» **What you have to do**: Please go line by line through the material and copy each one containing the word "PgExecutor".

↓↓↓

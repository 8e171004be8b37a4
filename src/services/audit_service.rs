use chrono::{DateTime, Utc};
use sqlx::{Acquire, PgExecutor, PgPool, Postgres, QueryBuilder, Transaction};
use thiserror::Error;
use uuid::Uuid;

use crate::database::manager::{DatabaseError, DatabaseManager};
use crate::database::models::{AuditLogEntry, NewAuditEntry};

#[derive(Debug, Error)]
pub enum AuditError {
    #[error(transparent)]
    Database(#[from] sqlx::Error),
}

/// Filters for audit queries. All optional; combined with AND.
#[derive(Debug, Clone, Default)]
pub struct AuditQuery {
    pub actor_user_id: Option<Uuid>,
    pub action: Option<String>,
    pub module: Option<String>,
    pub batch_id: Option<Uuid>,
    pub since: Option<DateTime<Utc>>,
    pub until: Option<DateTime<Utc>>,
    pub limit: Option<i64>,
    pub offset: Option<i64>,
}

/// Append-only sink for privileged-action records.
///
/// Two write paths exist: `append` participates in the caller's
/// transaction (used when the audit row must commit atomically with the
/// state change), and `record` is the fire-and-forget path whose
/// failure is logged and swallowed - a mutation's outcome is never
/// derived from its audit write.
#[derive(Clone)]
pub struct AuditService {
    pool: PgPool,
}

impl AuditService {
    pub async fn new() -> Result<Self, DatabaseError> {
        let pool = DatabaseManager::main_pool().await?;
        Ok(Self { pool })
    }

    pub fn with_pool(pool: PgPool) -> Self {
        Self { pool }
    }

    /// Durable append on the given executor (pool or open transaction).
    pub async fn append<'e, E>(&self, executor: E, entry: &NewAuditEntry) -> Result<(), AuditError>
    where
        E: PgExecutor<'e>,
    {
        sqlx::query(
            r#"
            INSERT INTO audit_log_entries
                (actor_user_id, action, module, before_state, after_state,
                 reason, status, error_message, batch_id, metadata)
            VALUES ($1, $2, $3, $4, $5, $6, $7, $8, $9, $10)
            "#,
        )
        .bind(entry.actor_user_id)
        .bind(&entry.action)
        .bind(&entry.module)
        .bind(&entry.before_state)
        .bind(&entry.after_state)
        .bind(&entry.reason)
        .bind(entry.status.as_wire())
        .bind(&entry.error_message)
        .bind(entry.batch_id)
        .bind(&entry.metadata)
        .execute(executor)
        .await?;
        Ok(())
    }

    /// Append inside the caller's transaction, under a savepoint.
    ///
    /// On success the entry commits atomically with the caller's state
    /// change. On failure only the savepoint rolls back: the caller's
    /// work is untouched, the miss is logged and swallowed, and the
    /// caller commits a state change with no matching audit row rather
    /// than failing because of one.
    pub async fn append_in_tx(&self, tx: &mut Transaction<'_, Postgres>, entry: &NewAuditEntry) {
        let result: Result<(), AuditError> = async {
            let mut savepoint = tx.begin().await?;
            self.append(&mut *savepoint, entry).await?;
            savepoint.commit().await?;
            Ok(())
        }
        .await;
        if let Err(e) = result {
            tracing::error!(
                action = %entry.action,
                module = %entry.module,
                "audit write failed (swallowed): {}",
                e
            );
        }
    }

    /// Fire-and-forget append. Any failure is reported on the process
    /// log and swallowed so the calling operation proceeds unchanged.
    pub async fn record(&self, entry: NewAuditEntry) {
        if let Err(e) = self.append(&self.pool, &entry).await {
            tracing::error!(
                action = %entry.action,
                module = %entry.module,
                "audit write failed (swallowed): {}",
                e
            );
        }
    }

    /// Paged, filtered read of the log, newest first.
    pub async fn query(&self, filters: &AuditQuery) -> Result<Vec<AuditLogEntry>, AuditError> {
        let audit_config = &crate::config::config().audit;
        let limit = filters
            .limit
            .unwrap_or(audit_config.default_page_size)
            .clamp(1, audit_config.max_page_size);
        let offset = filters.offset.unwrap_or(0).max(0);

        let mut qb: QueryBuilder<Postgres> =
            QueryBuilder::new("SELECT * FROM audit_log_entries WHERE 1=1");
        if let Some(actor) = filters.actor_user_id {
            qb.push(" AND actor_user_id = ").push_bind(actor);
        }
        if let Some(action) = &filters.action {
            qb.push(" AND action = ").push_bind(action.clone());
        }
        if let Some(module) = &filters.module {
            qb.push(" AND module = ").push_bind(module.clone());
        }
        if let Some(batch) = filters.batch_id {
            qb.push(" AND batch_id = ").push_bind(batch);
        }
        if let Some(since) = filters.since {
            qb.push(" AND created_at >= ").push_bind(since);
        }
        if let Some(until) = filters.until {
            qb.push(" AND created_at < ").push_bind(until);
        }
        qb.push(" ORDER BY created_at DESC LIMIT ")
            .push_bind(limit)
            .push(" OFFSET ")
            .push_bind(offset);

        let entries = qb.build_query_as::<AuditLogEntry>().fetch_all(&self.pool).await?;
        Ok(entries)
    }

    /// Bulk read of everything older than `before`, oldest first, for
    /// retention export tooling. The export itself never deletes.
    pub async fn export_range(
        &self,
        before: DateTime<Utc>,
    ) -> Result<Vec<AuditLogEntry>, AuditError> {
        let entries = sqlx::query_as::<_, AuditLogEntry>(
            "SELECT * FROM audit_log_entries WHERE created_at < $1 ORDER BY created_at ASC",
        )
        .bind(before)
        .fetch_all(&self.pool)
        .await?;
        Ok(entries)
    }
}

/// Fresh correlation id for a multi-record logical operation: every
/// audit entry the operation writes shares it.
pub fn new_batch_id() -> Uuid {
    Uuid::new_v4()
}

↑↑↑

» **Answer**:
use sqlx::{Acquire, PgExecutor, PgPool, Postgres, QueryBuilder, Transaction};
        E: PgExecutor<'e>,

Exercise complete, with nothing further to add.